§ Task:
Where does the word "compression" show up in the records? Copy every line that holds it.

§ Provided data:
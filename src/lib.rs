//! sha1kit - self-contained SHA-1 hashing
//!
//! This library implements the SHA-1 Merkle–Damgård construction from first
//! principles: bit-exact padding, the 80-word message schedule, the four-stage
//! compression function and the final digest serialization. It also ships a
//! small file-hashing entry point.
//!
//! # Quick Start
//!
//! ```rust
//! use sha1kit::{Digest, Sha1};
//!
//! // One-shot
//! let digest = Sha1::digest(b"abc");
//! assert_eq!(digest.to_hex(), "a9993e364706816aba3e25717850c26c9cd0d89d");
//!
//! // Incremental
//! let mut hasher = Sha1::new();
//! hasher.update(b"a");
//! hasher.update(b"bc");
//! assert_eq!(hasher.finalize(), digest);
//!
//! // Parsing
//! let parsed: Digest = "a9993e364706816aba3e25717850c26c9cd0d89d".parse()?;
//! assert_eq!(parsed, digest);
//! # Ok::<(), sha1kit::Error>(())
//! ```
//!
//! # Features
//!
//! - **Allocation-free compression** - schedule and registers live on the stack
//! - **Bit-level input** - messages need not be byte aligned
//! - **Streaming entry points** - readers, files and (with `async`) tokio readers
//! - **`serde`** - digests serialize as their hex form
//!
//! SHA-1 is broken for collision resistance. Use it for interoperability and
//! content addressing, not for new security designs.

#![warn(missing_docs)]
#![warn(clippy::all)]
#![warn(clippy::pedantic)]
#![allow(clippy::missing_errors_doc)]
#![allow(clippy::missing_panics_doc)]

pub mod hash;
pub mod source;

pub use hash::{
    BLOCK_SIZE, DIGEST_LEN, Digest, Error, HEX_DIGEST_LEN, HashState, MAX_INPUT_BYTES, Result,
    Sha1,
};
pub use source::{StreamConfig, hash_bytes, hash_file, hash_reader};

/// Crate version
pub const VERSION: &str = env!("CARGO_PKG_VERSION");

§ Answer section:
//! compression function and the final digest serialization. It also ships a
//! - **Allocation-free compression** - schedule and registers live on the stack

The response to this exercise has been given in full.